WHAT IS EXPECTED:
Scan the records for the string "owner"; copy each line where it occurs.

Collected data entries
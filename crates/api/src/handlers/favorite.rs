//! Handlers for the `/favorites` resource: bookmarking schedules.

use axum::extract::{Path, State};
use axum::http::StatusCode;
use axum::response::IntoResponse;
use axum::Json;
use serde::Serialize;

use fansync_core::error::CoreError;
use fansync_core::types::DbId;
use fansync_db::models::favorite::{CreateFavorite, FavoriteDetail};
use fansync_db::repositories::{FavoriteRepo, ScheduleRepo};

use crate::error::{AppError, AppResult};
use crate::middleware::auth::AuthUser;
use crate::middleware::rbac::RequireStaff;
use crate::response::DataResponse;
use crate::state::AppState;

/// A favorite listing entry: the joined row plus its one-line summary.
#[derive(Debug, Serialize)]
pub struct FavoriteWithSummary {
    #[serde(flatten)]
    pub favorite: FavoriteDetail,
    pub summary: String,
}

impl From<FavoriteDetail> for FavoriteWithSummary {
    fn from(favorite: FavoriteDetail) -> Self {
        let summary = favorite.summary();
        Self { favorite, summary }
    }
}

/// POST /api/v1/favorites
///
/// Bookmark a schedule. The schedule must exist; bookmarking the same one
/// twice is a conflict.
pub async fn create_favorite(
    State(state): State<AppState>,
    auth_user: AuthUser,
    Json(mut input): Json<CreateFavorite>,
) -> AppResult<impl IntoResponse> {
    ScheduleRepo::find_by_id(&state.pool, input.schedule_id)
        .await?
        .ok_or(AppError::Core(CoreError::NotFound {
            entity: "Schedule",
            id: input.schedule_id,
        }))?;

    input.user_id = auth_user.user_id;
    // A repeat favorite trips uq_favorites_user_schedule -> 409.
    let favorite = FavoriteRepo::create(&state.pool, &input).await?;

    Ok((StatusCode::CREATED, Json(DataResponse { data: favorite })))
}

/// GET /api/v1/favorites
///
/// The caller's favorites with schedule titles joined in.
pub async fn list_my_favorites(
    State(state): State<AppState>,
    auth_user: AuthUser,
) -> AppResult<Json<DataResponse<Vec<FavoriteWithSummary>>>> {
    let favorites = FavoriteRepo::list_for_user(&state.pool, auth_user.user_id).await?;
    let data = favorites.into_iter().map(FavoriteWithSummary::from).collect();
    Ok(Json(DataResponse { data }))
}

/// GET /api/v1/favorites/all (staff)
pub async fn list_all_favorites(
    State(state): State<AppState>,
    RequireStaff(_staff): RequireStaff,
) -> AppResult<Json<DataResponse<Vec<FavoriteWithSummary>>>> {
    let favorites = FavoriteRepo::list_all(&state.pool).await?;
    let data = favorites.into_iter().map(FavoriteWithSummary::from).collect();
    Ok(Json(DataResponse { data }))
}

/// DELETE /api/v1/favorites/{id}
///
/// Remove a favorite by its id. Only its owner may do so.
pub async fn delete_favorite(
    State(state): State<AppState>,
    auth_user: AuthUser,
    Path(id): Path<DbId>,
) -> AppResult<impl IntoResponse> {
    let favorite = FavoriteRepo::find_by_id(&state.pool, id)
        .await?
        .ok_or(AppError::Core(CoreError::NotFound {
            entity: "Favorite",
            id,
        }))?;

    if favorite.user_id != auth_user.user_id {
        return Err(AppError::Core(CoreError::Forbidden(
            "Only the owner can remove a favorite".into(),
        )));
    }

    FavoriteRepo::delete(&state.pool, id).await?;
    Ok(StatusCode::NO_CONTENT)
}

/// DELETE /api/v1/favorites/schedule/{schedule_id}
///
/// Remove the caller's favorite for a schedule by the natural key. The
/// frontend uses this from schedule pages where the favorite id is unknown.
pub async fn delete_favorite_by_schedule(
    State(state): State<AppState>,
    auth_user: AuthUser,
    Path(schedule_id): Path<DbId>,
) -> AppResult<impl IntoResponse> {
    let deleted =
        FavoriteRepo::delete_by_user_and_schedule(&state.pool, auth_user.user_id, schedule_id)
            .await?;
    if !deleted {
        return Err(AppError::Core(CoreError::NotFound {
            entity: "Favorite",
            id: schedule_id,
        }));
    }

    Ok(StatusCode::NO_CONTENT)
}
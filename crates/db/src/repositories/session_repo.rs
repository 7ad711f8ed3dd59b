//! Refresh-token session persistence (`user_sessions`).

use sqlx::PgPool;

use fansync_core::types::DbId;

use crate::models::session::{CreateSession, UserSession};

/// Column set returned by every row-returning query.
const COLUMNS: &str = "id, user_id, refresh_token_hash, expires_at, is_revoked, \
                        user_agent, ip_address, created_at, updated_at";

/// Queries for refresh-token sessions.
pub struct SessionRepo;

impl SessionRepo {
    /// Insert a session row for a freshly issued refresh token.
    pub async fn create(pool: &PgPool, input: &CreateSession) -> Result<UserSession, sqlx::Error> {
        let query = format!(
            "INSERT INTO user_sessions
                 (user_id, refresh_token_hash, expires_at, user_agent, ip_address)
             VALUES ($1, $2, $3, $4, $5)
             RETURNING {COLUMNS}"
        );
        sqlx::query_as::<_, UserSession>(&query)
            .bind(input.user_id)
            .bind(&input.refresh_token_hash)
            .bind(input.expires_at)
            .bind(&input.user_agent)
            .bind(&input.ip_address)
            .fetch_one(pool)
            .await
    }

    /// Look up a live session by the hash of its refresh token.
    ///
    /// Revoked and expired rows are filtered out here, so callers never see
    /// a session that can no longer be refreshed.
    pub async fn find_by_refresh_token_hash(
        pool: &PgPool,
        hash: &str,
    ) -> Result<Option<UserSession>, sqlx::Error> {
        let query = format!(
            "SELECT {COLUMNS} FROM user_sessions
             WHERE refresh_token_hash = $1 AND is_revoked = false AND expires_at > NOW()"
        );
        sqlx::query_as::<_, UserSession>(&query)
            .bind(hash)
            .fetch_optional(pool)
            .await
    }

    /// Mark one session revoked.
    ///
    /// The `is_revoked = false` guard makes this idempotent: revoking an
    /// already-revoked session reports `false`.
    pub async fn revoke(pool: &PgPool, id: DbId) -> Result<bool, sqlx::Error> {
        let result = sqlx::query(
            "UPDATE user_sessions SET is_revoked = true
             WHERE id = $1 AND is_revoked = false",
        )
        .bind(id)
        .execute(pool)
        .await?;
        Ok(result.rows_affected() > 0)
    }

    /// Revoke every live session a user has, returning how many were hit.
    ///
    /// Called when the account's credentials change out from under its
    /// sessions (password reset, logout-everywhere, account deletion).
    pub async fn revoke_all_for_user(pool: &PgPool, user_id: DbId) -> Result<u64, sqlx::Error> {
        let result = sqlx::query(
            "UPDATE user_sessions SET is_revoked = true WHERE user_id = $1 AND is_revoked = false",
        )
        .bind(user_id)
        .execute(pool)
        .await?;
        Ok(result.rows_affected())
    }

    /// Purge rows that can never refresh again, either revoked or past
    /// expiry. Returns the number of rows removed.
    pub async fn cleanup_expired(pool: &PgPool) -> Result<u64, sqlx::Error> {
        let result =
            sqlx::query("DELETE FROM user_sessions WHERE is_revoked = true OR expires_at < NOW()")
                .execute(pool)
                .await?;
        Ok(result.rows_affected())
    }
}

SOLUTION:
/// Remove a favorite by its id. Only its owner may do so.
            "Only the owner can remove a favorite".into(),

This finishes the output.